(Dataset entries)
//! Gridline drawable
//!
//! Fully redrawn each pass; a disabled toggle simply leaves the group
//! empty so stale lines from a previous style never survive.

use super::svg::{self, px};
use crate::context::RenderContext;
use crate::scale::TICK_COUNT;
use creative_scatter_shared::ScatterResult;
use web_sys::{Document, Element};

const GRID_COLOR: &str = "#e0e0e0";

pub fn draw_grid(document: &Document, group: &Element, ctx: &RenderContext) -> ScatterResult<()> {
    svg::clear(group);
    if !ctx.style.show_grid_lines {
        return Ok(());
    }

    for tick in ctx.scales.x.ticks(TICK_COUNT) {
        let x = px(ctx.scales.x.scale(tick));
        let line = svg::create(document, "line")?;
        svg::set_attrs(
            &line,
            &[
                ("x1", &x),
                ("y1", "0"),
                ("x2", &x),
                ("y2", &px(ctx.dims.draw_height)),
                ("stroke", GRID_COLOR),
                ("class", "grid-line"),
            ],
        )?;
        group.append_child(&line)?;
    }

    for tick in ctx.scales.y.ticks(TICK_COUNT) {
        let y = px(ctx.scales.y.scale(tick));
        let line = svg::create(document, "line")?;
        svg::set_attrs(
            &line,
            &[
                ("x1", "0"),
                ("y1", &y),
                ("x2", &px(ctx.dims.draw_width)),
                ("y2", &y),
                ("stroke", GRID_COLOR),
                ("class", "grid-line"),
            ],
        )?;
        group.append_child(&line)?;
    }

    Ok(())
}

*WHAT TO PRODUCE*. Scan the data above. Return every line with "dims" in it.

*OUTPUT BELOW*.
                ("y2", &px(ctx.dims.draw_height)),
                ("x2", &px(ctx.dims.draw_width)),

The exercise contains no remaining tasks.